Severe acute respiratory syndrome coronavirus-2 (SARS-CoV-2) may affect cognition, but its association with incident dementia remains inconsistent. We explored the association of SARS-CoV-2 infection and its vaccination with dementia risk in a nationwide sample of middle-aged and older adults. This nested case-control study used electronic healthcare data from Israel's largest health provider. Participants were dementia-free individuals aged ≥ 50 years at baseline (March 2020), followed up until May 2022. Incident dementia cases were matched to dementia-free controls using density sampling by age, sex, and date of entry to the study, with a ratio of 1:10. SARS-CoV-2 was defined by positive polymerase chain reaction (PCR) or institutional antigen tests.

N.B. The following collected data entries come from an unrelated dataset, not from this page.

//! Config file and input file loading.

use std::path::{Path, PathBuf};

use anyhow::{Context, Result};
use scout_core::{LeadInput, ModelConfig, ModelSnapshot, import_snapshot};
use serde::Deserialize;

/// `--config`, else `SCOUT_CONFIG`, else none.
pub fn resolve_config_path(flag: Option<&Path>) -> Option<PathBuf> {
    flag.map(Path::to_path_buf)
        .or_else(|| std::env::var("SCOUT_CONFIG").ok().map(PathBuf::from))
}

/// Model configuration from a TOML file, or defaults when no file is given.
pub fn load_model_config(path: Option<&Path>) -> Result<ModelConfig> {
    let config = match path {
        Some(path) => {
            let text = std::fs::read_to_string(path)
                .with_context(|| format!("failed to read config {}", path.display()))?;
            toml::from_str::<ModelConfig>(&text)
                .with_context(|| format!("failed to parse config {}", path.display()))?
        }
        None => ModelConfig::default(),
    };
    config.validate().context("invalid model config")?;
    Ok(config)
}

pub fn load_snapshot(path: &Path) -> Result<ModelSnapshot> {
    let json = std::fs::read_to_string(path)
        .with_context(|| format!("failed to read model {}", path.display()))?;
    let snapshot = import_snapshot(&json).with_context(|| format!("failed to load model {}", path.display()))?;
    tracing::info!(path = %path.display(), "loaded snapshot");
    Ok(snapshot)
}

#[derive(Deserialize)]
#[serde(untagged)]
enum OneOrMany<T> {
    Many(Vec<T>),
    One(T),
}

/// A lead file holds either one lead object or an array of them.
pub fn load_leads(path: &Path) -> Result<Vec<LeadInput>> {
    load_json_list(path)
}

/// Lead plus its observed outcome, for quantization evaluation.
#[derive(Deserialize)]
pub struct LabelledLead {
    #[serde(flatten)]
    pub lead: LeadInput,
    pub converted: bool,
}

pub fn load_labelled(path: &Path) -> Result<Vec<LabelledLead>> {
    load_json_list(path)
}

fn load_json_list<T: serde::de::DeserializeOwned>(path: &Path) -> Result<Vec<T>> {
    let text = std::fs::read_to_string(path).with_context(|| format!("failed to read {}", path.display()))?;
    let parsed: OneOrMany<T> =
        serde_json::from_str(&text).with_context(|| format!("failed to parse {}", path.display()))?;
    Ok(match parsed {
        OneOrMany::Many(items) => items,
        OneOrMany::One(item) => vec![item],
    })
}
use std::collections::BTreeMap;
use std::fmt;
use std::str::FromStr;

use serde::{Deserialize, Serialize};

use crate::error::{CoreError, Result};
use crate::time::{age_hours, parse_iso8601};

/// Coarse grouping of signal kinds.
#[derive(Clone, Copy, Debug, PartialEq, Eq, Hash, Serialize, Deserialize)]
#[serde(rename_all = "snake_case")]
pub enum SignalCategory {
    Funding,
    IntentAction,
    Engagement,
    CompetitorActivity,
}

/// Every signal kind the embedder has a lookup row for.
#[derive(Clone, Copy, Debug, PartialEq, Eq, Hash, PartialOrd, Ord, Serialize, Deserialize)]
#[serde(rename_all = "snake_case")]
pub enum SignalKind {
    FundingRound,
    RoleChange,
    JobPosting,
    NewsMention,
    ContentEngagement,
    ProfileVisit,
    TopicInteraction,
    CompetitorEngagement,
    EventAttendance,
    GroupJoin,
    SocialConnection,
    DemoRequest,
    PricingPageVisit,
}

impl SignalKind {
    pub const ALL: [SignalKind; 13] = [
        SignalKind::FundingRound,
        SignalKind::RoleChange,
        SignalKind::JobPosting,
        SignalKind::NewsMention,
        SignalKind::ContentEngagement,
        SignalKind::ProfileVisit,
        SignalKind::TopicInteraction,
        SignalKind::CompetitorEngagement,
        SignalKind::EventAttendance,
        SignalKind::GroupJoin,
        SignalKind::SocialConnection,
        SignalKind::DemoRequest,
        SignalKind::PricingPageVisit,
    ];

    pub fn as_str(self) -> &'static str {
        match self {
            SignalKind::FundingRound => "funding_round",
            SignalKind::RoleChange => "role_change",
            SignalKind::JobPosting => "job_posting",
            SignalKind::NewsMention => "news_mention",
            SignalKind::ContentEngagement => "content_engagement",
            SignalKind::ProfileVisit => "profile_visit",
            SignalKind::TopicInteraction => "topic_interaction",
            SignalKind::CompetitorEngagement => "competitor_engagement",
            SignalKind::EventAttendance => "event_attendance",
            SignalKind::GroupJoin => "group_join",
            SignalKind::SocialConnection => "social_connection",
            SignalKind::DemoRequest => "demo_request",
            SignalKind::PricingPageVisit => "pricing_page_visit",
        }
    }

    pub fn category(self) -> SignalCategory {
        match self {
            SignalKind::FundingRound | SignalKind::RoleChange | SignalKind::JobPosting | SignalKind::NewsMention => {
                SignalCategory::Funding
            }
            SignalKind::DemoRequest | SignalKind::PricingPageVisit | SignalKind::ProfileVisit => {
                SignalCategory::IntentAction
            }
            SignalKind::ContentEngagement
            | SignalKind::TopicInteraction
            | SignalKind::EventAttendance
            | SignalKind::GroupJoin
            | SignalKind::SocialConnection => SignalCategory::Engagement,
            SignalKind::CompetitorEngagement => SignalCategory::CompetitorActivity,
        }
    }

    /// Position in `ALL`, used as the embedding-table offset.
    pub fn index(self) -> usize {
        self as usize
    }
}

impl fmt::Display for SignalKind {
    fn fmt(&self, f: &mut fmt::Formatter<'_>) -> fmt::Result {
        f.write_str(self.as_str())
    }
}

/// Parses `funding_round`, `FUNDING_ROUND` and `SIGNAL_FUNDING_ROUND` alike.
/// Anything else fails closed with `UnknownFeatureKind`.
impl FromStr for SignalKind {
    type Err = CoreError;

    fn from_str(s: &str) -> Result<Self> {
        let lower = s.trim().to_ascii_lowercase();
        let name = lower.strip_prefix("signal_").unwrap_or(&lower);
        SignalKind::ALL
            .into_iter()
            .find(|k| k.as_str() == name)
            .ok_or_else(|| CoreError::UnknownFeatureKind(s.to_string()))
    }
}

/// Stabilizing transform applied to a numeric feature before projection.
#[derive(Clone, Copy, Debug, PartialEq, Eq, Serialize, Deserialize)]
#[serde(rename_all = "snake_case")]
pub enum FeatureTransform {
    /// `ln(1 + max(x, 0))`, for counts and monetary amounts.
    Log1p,
    /// Clamp to `[0, 1]`, for strengths, ratios and scores.
    Clamp01,
}

impl FeatureTransform {
    pub fn apply(self, x: f64) -> f64 {
        if !x.is_finite() {
            return 0.0;
        }
        match self {
            FeatureTransform::Log1p => x.max(0.0).ln_1p(),
            FeatureTransform::Clamp01 => x.clamp(0.0, 1.0),
        }
    }
}

impl fmt::Display for FeatureTransform {
    fn fmt(&self, f: &mut fmt::Formatter<'_>) -> fmt::Result {
        match self {
            FeatureTransform::Log1p => f.write_str("log1p"),
            FeatureTransform::Clamp01 => f.write_str("clamp01"),
        }
    }
}

/// Named numeric payload fields. The transform for each is fixed here so
/// training and inference apply the identical function.
#[derive(Clone, Copy, Debug, PartialEq, Eq, Hash, PartialOrd, Ord, Serialize, Deserialize)]
#[serde(rename_all = "snake_case")]
pub enum NumericFeature {
    Strength,
    FundingAmount,
    MonthsInRole,
    PageViews,
    EmployeeCount,
    SurgeRatio,
    MatchScore,
}

impl NumericFeature {
    pub const ALL: [NumericFeature; 7] = [
        NumericFeature::Strength,
        NumericFeature::FundingAmount,
        NumericFeature::MonthsInRole,
        NumericFeature::PageViews,
        NumericFeature::EmployeeCount,
        NumericFeature::SurgeRatio,
        NumericFeature::MatchScore,
    ];

    pub fn as_str(self) -> &'static str {
        match self {
            NumericFeature::Strength => "strength",
            NumericFeature::FundingAmount => "funding_amount",
            NumericFeature::MonthsInRole => "months_in_role",
            NumericFeature::PageViews => "page_views",
            NumericFeature::EmployeeCount => "employee_count",
            NumericFeature::SurgeRatio => "surge_ratio",
            NumericFeature::MatchScore => "match_score",
        }
    }

    pub fn transform(self) -> FeatureTransform {
        match self {
            NumericFeature::FundingAmount
            | NumericFeature::MonthsInRole
            | NumericFeature::PageViews
            | NumericFeature::EmployeeCount => FeatureTransform::Log1p,
            NumericFeature::Strength | NumericFeature::SurgeRatio | NumericFeature::MatchScore => {
                FeatureTransform::Clamp01
            }
        }
    }

    pub fn index(self) -> usize {
        self as usize
    }

    /// The code's transform table, recorded into snapshots at training time.
    pub fn transform_table() -> BTreeMap<NumericFeature, FeatureTransform> {
        NumericFeature::ALL.into_iter().map(|f| (f, f.transform())).collect()
    }
}

impl FromStr for NumericFeature {
    type Err = CoreError;

    fn from_str(s: &str) -> Result<Self> {
        let name = s.trim().to_ascii_lowercase();
        NumericFeature::ALL
            .into_iter()
            .find(|f| f.as_str() == name)
            .ok_or_else(|| CoreError::UnknownFeatureKind(s.to_string()))
    }
}

/// Signal as delivered by the ingestion collaborator, before validation.
#[derive(Clone, Debug, Serialize, Deserialize)]
pub struct RawSignal {
    pub kind: String,
    pub timestamp: String,
    #[serde(default = "default_strength")]
    pub strength: f64,
    #[serde(default)]
    pub features: BTreeMap<String, f64>,
}

fn default_strength() -> f64 {
    0.5
}

/// One observed, validated event about a lead. Immutable once built.
///
/// Deserialization runs the same checks as `new` and `from_raw`.
#[derive(Clone, Debug, PartialEq, Serialize, Deserialize)]
#[serde(try_from = "WireSignalRecord", into = "WireSignalRecord")]
pub struct SignalRecord {
    pub kind: SignalKind,
    /// Unix seconds (UTC).
    pub timestamp: i64,
    pub strength: f64,
    pub features: BTreeMap<NumericFeature, f64>,
}

#[derive(Serialize, Deserialize)]
struct WireSignalRecord {
    kind: SignalKind,
    timestamp: i64,
    strength: f64,
    #[serde(default)]
    features: BTreeMap<NumericFeature, f64>,
}

impl TryFrom<WireSignalRecord> for SignalRecord {
    type Error = CoreError;

    fn try_from(w: WireSignalRecord) -> Result<Self> {
        let mut record = SignalRecord::new(w.kind, w.timestamp, w.strength)?;
        for (feature, value) in w.features {
            check_feature_value(feature.as_str(), value)?;
            record.features.insert(feature, value);
        }
        Ok(record)
    }
}

impl From<SignalRecord> for WireSignalRecord {
    fn from(r: SignalRecord) -> Self {
        WireSignalRecord {
            kind: r.kind,
            timestamp: r.timestamp,
            strength: r.strength,
            features: r.features,
        }
    }
}

fn check_feature_value(name: &str, value: f64) -> Result<()> {
    if value.is_finite() {
        Ok(())
    } else {
        Err(CoreError::InvalidValue {
            field: name.to_string(),
            value,
        })
    }
}

impl SignalRecord {
    pub fn new(kind: SignalKind, timestamp: i64, strength: f64) -> Result<Self> {
        if !(0.0..=1.0).contains(&strength) {
            return Err(CoreError::InvalidValue {
                field: "strength".to_string(),
                value: strength,
            });
        }
        Ok(Self {
            kind,
            timestamp,
            strength,
            features: BTreeMap::new(),
        })
    }

    pub fn with_feature(mut self, feature: NumericFeature, value: f64) -> Self {
        self.features.insert(feature, value);
        self
    }

    /// Validate a raw ingestion record. Unknown kinds and feature names fail
    /// closed; nothing is silently dropped or zero-filled.
    pub fn from_raw(raw: &RawSignal) -> Result<Self> {
        let kind: SignalKind = raw.kind.parse()?;
        let timestamp = parse_iso8601(&raw.timestamp)?;
        let mut record = SignalRecord::new(kind, timestamp, raw.strength)?;
        for (name, &value) in &raw.features {
            let feature: NumericFeature = name.parse()?;
            check_feature_value(name, value)?;
            record.features.insert(feature, value);
        }
        Ok(record)
    }

    /// Age in hours relative to `reference` (Unix seconds), never negative.
    pub fn age_hours(&self, reference: i64) -> f64 {
        age_hours(self.timestamp, reference)
    }
}
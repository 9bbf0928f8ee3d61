//! Mixture-of-experts router.
//!
//! A linear gate scores every expert, softmax turns the scores into a
//! distribution, the top-k experts run, and their outputs are mixed with the
//! gate probabilities renormalized over the selected subset. Experts are a
//! fixed array of feed-forward parameter sets indexed by the gate's choice.

use rand::Rng;
use serde::{Deserialize, Serialize};

use crate::block::FeedForward;
use crate::error::{CoreError, Result};
use crate::matrix::{Matrix, dot, softmax, top_k_indices};

#[derive(Clone, Debug, PartialEq, Serialize, Deserialize)]
pub struct Router {
    /// `d_model × n_experts` gate projection.
    pub gate_w: Matrix,
    pub gate_b: Vec<f64>,
    pub experts: Vec<FeedForward>,
    pub top_k: usize,
}

/// Gate output for one token.
#[derive(Clone, Debug, PartialEq)]
pub struct RoutingDecision {
    /// Softmax over all experts; sums to 1.
    pub probs: Vec<f64>,
    /// `(expert index, renormalized weight)`, strongest first; weights sum to 1.
    pub selected: Vec<(usize, f64)>,
}

#[derive(Clone, Debug)]
pub struct RoutedOutput {
    pub output: Matrix,
    pub decisions: Vec<RoutingDecision>,
    /// Tokens dispatched to each expert during this pass.
    pub utilization: Vec<usize>,
}

impl Router {
    pub fn init(d_model: usize, hidden: usize, n_experts: usize, top_k: usize, rng: &mut impl Rng) -> Result<Self> {
        check_top_k(top_k, n_experts)?;
        Ok(Self {
            gate_w: Matrix::xavier_uniform(d_model, n_experts, rng),
            gate_b: vec![0.0; n_experts],
            experts: (0..n_experts)
                .map(|_| FeedForward::init(d_model, hidden, rng))
                .collect(),
            top_k,
        })
    }

    /// Gate and expert matrices.
    pub fn weights_mut(&mut self) -> Vec<&mut Matrix> {
        let mut out = vec![&mut self.gate_w];
        for expert in &mut self.experts {
            out.extend(expert.weights_mut());
        }
        out
    }

    pub fn n_experts(&self) -> usize {
        self.experts.len()
    }

    pub fn validate(&self, d_model: usize) -> Result<()> {
        let n = self.n_experts();
        check_top_k(self.top_k, n)?;
        if self.gate_w.shape() != (d_model, n) {
            return Err(CoreError::shape(
                "router gate",
                format!("{:?}", (d_model, n)),
                format!("{:?}", self.gate_w.shape()),
            ));
        }
        if self.gate_b.len() != n {
            return Err(CoreError::shape("router gate bias", n, self.gate_b.len()));
        }
        self.experts.iter().try_for_each(|e| e.validate(d_model))
    }

    /// Gate distribution and top-k selection for a single token.
    pub fn route(&self, x: &[f64]) -> Result<RoutingDecision> {
        if x.len() != self.gate_w.rows() {
            return Err(CoreError::shape("Router::route", self.gate_w.rows(), x.len()));
        }
        let logits: Vec<f64> = (0..self.n_experts())
            .map(|e| self.gate_b[e] + dot(x, &self.gate_w.column(e)))
            .collect();
        let probs = softmax(&logits);

        let chosen = top_k_indices(&probs, self.top_k);
        let mass: f64 = chosen.iter().map(|&e| probs[e]).sum();
        let selected = chosen
            .into_iter()
            .map(|e| {
                // softmax never yields an all-zero row, but guard the split anyway
                let w = if mass > 0.0 { probs[e] / mass } else { 1.0 / self.top_k as f64 };
                (e, w)
            })
            .collect();

        Ok(RoutingDecision { probs, selected })
    }

    /// Route every row of `x` and mix the selected experts' outputs.
    pub fn forward(&self, x: &Matrix) -> Result<RoutedOutput> {
        let d_model = x.cols();
        let mut output = Matrix::zeros(x.rows(), d_model);
        let mut decisions = Vec::with_capacity(x.rows());
        let mut utilization = vec![0; self.n_experts()];

        for r in 0..x.rows() {
            let token = Matrix::row_vector(x.row(r).to_vec());
            let decision = self.route(x.row(r))?;
            for &(e, w) in &decision.selected {
                utilization[e] += 1;
                let y = self.experts[e].forward(&token)?;
                for (dst, &v) in output.row_mut(r).iter_mut().zip(y.row(0)) {
                    *dst += w * v;
                }
            }
            decisions.push(decision);
        }

        tracing::debug!(?utilization, tokens = x.rows(), "moe routing");
        Ok(RoutedOutput {
            output,
            decisions,
            utilization,
        })
    }
}

fn check_top_k(k: usize, n_experts: usize) -> Result<()> {
    if k == 0 || k > n_experts {
        return Err(CoreError::InvalidK { k, max: n_experts });
    }
    Ok(())
}

/// Summary of expert load across one or more forward passes.
#[derive(Clone, Debug, Default, PartialEq)]
pub struct Utilization {
    pub counts: Vec<usize>,
}

impl Utilization {
    pub fn new(n_experts: usize) -> Self {
        Self {
            counts: vec![0; n_experts],
        }
    }

    pub fn record(&mut self, counts: &[usize]) {
        if self.counts.len() < counts.len() {
            self.counts.resize(counts.len(), 0);
        }
        for (acc, &c) in self.counts.iter_mut().zip(counts) {
            *acc += c;
        }
    }

    pub fn total(&self) -> usize {
        self.counts.iter().sum()
    }

    /// Share of dispatches taken by the busiest expert; 0 when nothing ran.
    pub fn max_share(&self) -> f64 {
        let total = self.total();
        if total == 0 {
            return 0.0;
        }
        *self.counts.iter().max().unwrap_or(&0) as f64 / total as f64
    }

    /// Number of experts that received at least one token.
    pub fn active_experts(&self) -> usize {
        self.counts.iter().filter(|&&c| c > 0).count()
    }
}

Multivariable conditional logistic regression models evaluated the association of SARS-CoV-2, its severity and vaccination, and pneumonia as a comparator, with dementia risk. Among the 1,145,322 eligible participants, 27,280 dementia cases were matched to 272,800 controls. SARS-CoV-2 infection was associated with increased dementia risk (OR = 1.18; 95% CI 1.12-1.24; p < 0.001). This association was confined to hospitalized individuals with mild (OR = 2.39; 95% CI 2.07-2.76) and moderate-to-severe disease (OR = 1.93; 95% CI 1.70-2.20), was comparable to pneumonia (OR = 1.89; 95% CI 1.80-1.99), and was no longer evident after 6 months (OR = 1.04; 95% CI 0.96-1.12). COVID-19 vaccination was associated with 7%, 15%, and 31% lower dementia risk after two, three, and four doses, respectively. Unvaccinated individuals with prior COVID-19 had the highest dementia risk. Dementia diagnoses are increased after COVID-19, especially in hospitalized patients. Risk is comparable to other respiratory infections.